53 thoughts on “Monday Open Thread

  1. Someone is lying.

    President Trump says he wants the Mueller report released. He could waive security clearances for people who didn't qulify – why can't he just release the report?

    Voters would support a law that all elected officials have to release their tax returns. Why don't we do it.  (And ps – elections don't "litigate" anything.)

    1. Can't argue with what you wrote, unnamed, but I'll expound a little. The way our recall and campaign finance laws are written, people can go as far as to throw a Hail Mary of a recall and take a chance on a do-over after losing, because they know they can get big money from some organization(s) to fund operations and nobody knows what voter turnout will be like. Yes, there are bad people involved, but it's also a bad system.

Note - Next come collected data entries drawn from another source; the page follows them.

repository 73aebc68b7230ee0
//! Redis implementation of the remote store.

use async_trait::async_trait;
use failover_core::{CacheConfig, CacheError, CacheResult};
use redis::aio::{ConnectionManager, ConnectionManagerConfig};
use redis::Client;
use tracing::{debug, info};

use crate::store::RemoteStore;

/// Remote store backed by a Redis server.
///
/// The connection manager carries the whole retry budget: a capped retry
/// count per request and a capped backoff delay. No additional retry or
/// timeout wrapping happens above it.
pub struct RedisStore {
    manager: ConnectionManager,
}

impl RedisStore {
    /// Connect to Redis using the configured URL and retry policy.
    ///
    /// # Errors
    /// Returns `CacheError::Config` for an invalid URL and
    /// `CacheError::Connection` if the initial connection fails.
    pub async fn connect(config: &CacheConfig) -> CacheResult<Self> {
        let client =
            Client::open(config.redis_url.as_str()).map_err(|e| CacheError::Config(e.to_string()))?;

        let manager_config = ConnectionManagerConfig::new()
            .set_number_of_retries(config.max_retries_per_request)
            .set_max_delay(config.max_retry_delay.as_millis() as u64)
            .set_connection_timeout(config.connect_timeout);

        let manager = client
            .get_connection_manager_with_config(manager_config)
            .await
            .map_err(|e| CacheError::Connection(e.to_string()))?;

        info!(url = %config.redis_url, "Connected to Redis");

        Ok(Self { manager })
    }

    fn conn(&self) -> ConnectionManager {
        self.manager.clone()
    }
}

fn map_err(e: redis::RedisError) -> CacheError {
    CacheError::Connection(e.to_string())
}

#[async_trait]
impl RemoteStore for RedisStore {
    async fn set_ex(&self, key: &str, ttl_secs: u64, payload: &str) -> CacheResult<()> {
        let mut conn = self.conn();
        redis::cmd("SETEX")
            .arg(key)
            .arg(ttl_secs)
            .arg(payload)
            .query_async::<()>(&mut conn)
            .await
            .map_err(map_err)
    }

    async fn get(&self, key: &str) -> CacheResult<Option<String>> {
        let mut conn = self.conn();
        redis::cmd("GET")
            .arg(key)
            .query_async::<Option<String>>(&mut conn)
            .await
            .map_err(map_err)
    }

    async fn del(&self, keys: &[&str]) -> CacheResult<u64> {
        if keys.is_empty() {
            return Ok(0);
        }
        let mut conn = self.conn();
        let mut cmd = redis::cmd("DEL");
        for key in keys {
            cmd.arg(key);
        }
        cmd.query_async::<u64>(&mut conn).await.map_err(map_err)
    }

    async fn exists(&self, keys: &[&str]) -> CacheResult<u64> {
        if keys.is_empty() {
            return Ok(0);
        }
        let mut conn = self.conn();
        let mut cmd = redis::cmd("EXISTS");
        for key in keys {
            cmd.arg(key);
        }
        cmd.query_async::<u64>(&mut conn).await.map_err(map_err)
    }

    async fn expire(&self, key: &str, secs: u64) -> CacheResult<bool> {
        let mut conn = self.conn();
        let updated: i64 = redis::cmd("EXPIRE")
            .arg(key)
            .arg(secs)
            .query_async::<i64>(&mut conn)
            .await
            .map_err(map_err)?;
        Ok(updated == 1)
    }

    async fn lpush(&self, key: &str, values: &[String]) -> CacheResult<u64> {
        let mut conn = self.conn();
        let mut cmd = redis::cmd("LPUSH");
        cmd.arg(key);
        for value in values {
            cmd.arg(value);
        }
        cmd.query_async::<u64>(&mut conn).await.map_err(map_err)
    }

    async fn lrange(&self, key: &str, start: i64, stop: i64) -> CacheResult<Vec<String>> {
        let mut conn = self.conn();
        redis::cmd("LRANGE")
            .arg(key)
            .arg(start)
            .arg(stop)
            .query_async::<Vec<String>>(&mut conn)
            .await
            .map_err(map_err)
    }

    async fn publish(&self, channel: &str, message: &str) -> CacheResult<u64> {
        let mut conn = self.conn();
        redis::cmd("PUBLISH")
            .arg(channel)
            .arg(message)
            .query_async::<u64>(&mut conn)
            .await
            .map_err(map_err)
    }

    async fn ping(&self) -> CacheResult<()> {
        let mut conn = self.conn();
        redis::cmd("PING")
            .query_async::<String>(&mut conn)
            .await
            .map_err(map_err)?;
        Ok(())
    }

    async fn quit(&self) -> CacheResult<()> {
        // The connection manager reconnects on command failure, so QUIT is
        // best-effort; dropping the manager closes the underlying socket.
        let mut conn = self.conn();
        if let Err(e) = redis::cmd("QUIT").query_async::<()>(&mut conn).await {
            debug!(error = %e, "QUIT failed during shutdown");
        }
        Ok(())
    }

    fn name(&self) -> &'static str {
        "redis"
    }
}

        1. No matter your party affiliation, if you are somehow unable to act like a grownup around other people, you should resign.

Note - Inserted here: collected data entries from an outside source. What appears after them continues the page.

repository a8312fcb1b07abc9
pub mod dashboard;
pub mod login;
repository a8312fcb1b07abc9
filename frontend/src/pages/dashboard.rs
use yew::prelude::*;

use shared::models::{MeetingCollection, User};

use crate::components::header::Header;
use crate::components::meeting_list::MeetingList;

#[derive(Properties, PartialEq)]
pub struct DashboardProps {
    pub user: User,
    pub meetings: MeetingCollection,
    pub on_logout: Callback<()>,
}

#[function_component(Dashboard)]
pub fn dashboard(props: &DashboardProps) -> Html {
    html! {
        <>
            <Header user={props.user.clone()} on_logout={props.on_logout.clone()} />
            <main class="container">
                <MeetingList
                    title="Upcoming"
                    meetings={props.meetings.upcoming.clone()}
                    empty_message="No upcoming meetings."
                />
                <MeetingList
                    title="Past"
                    meetings={props.meetings.past.clone()}
                    empty_message="No past meetings yet."
                />
            </main>
        </>
    }
}
use yew::prelude::*;

use shared::models::User;

#[derive(Properties, PartialEq)]
pub struct HeaderProps {
    pub user: User,
    pub on_logout: Callback<()>,
}

#[function_component(Header)]
pub fn header(props: &HeaderProps) -> Html {
    let on_logout = props.on_logout.clone();
    let logout = Callback::from(move |_: MouseEvent| {
        on_logout.emit(());
    });

    html! {
        <header class="header">
            <div class="container">
                <h1>{ "Daybook" }</h1>
                <div class="identity">
                    <img class="avatar" src={props.user.avatar_url.clone()} alt="" />
                    <span class="user-name">{ &props.user.name }</span>
                    <button class="logout-btn" onclick={logout}>{ "Log out" }</button>
                </div>
            </div>
        </header>
    }
}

          And, it's "bada bing, bada boom" .  

          1. So you apparently agree with the recall campaign.  At least they ask for voters to decide.  You just want the political correctness police to make that decision in lieu of voters.  Sounds fascist to me.

            1. Ya know, if voters elect someone and then they commit a crime that can be prosecuted, the prosecutors are not usurping the will of the voters.

              If voters elect someone and s/he then has a sexual harassment complaint that is investigated, found credible, and then there is a motion to toss the person out, the legislators are not usurping the will of the voters.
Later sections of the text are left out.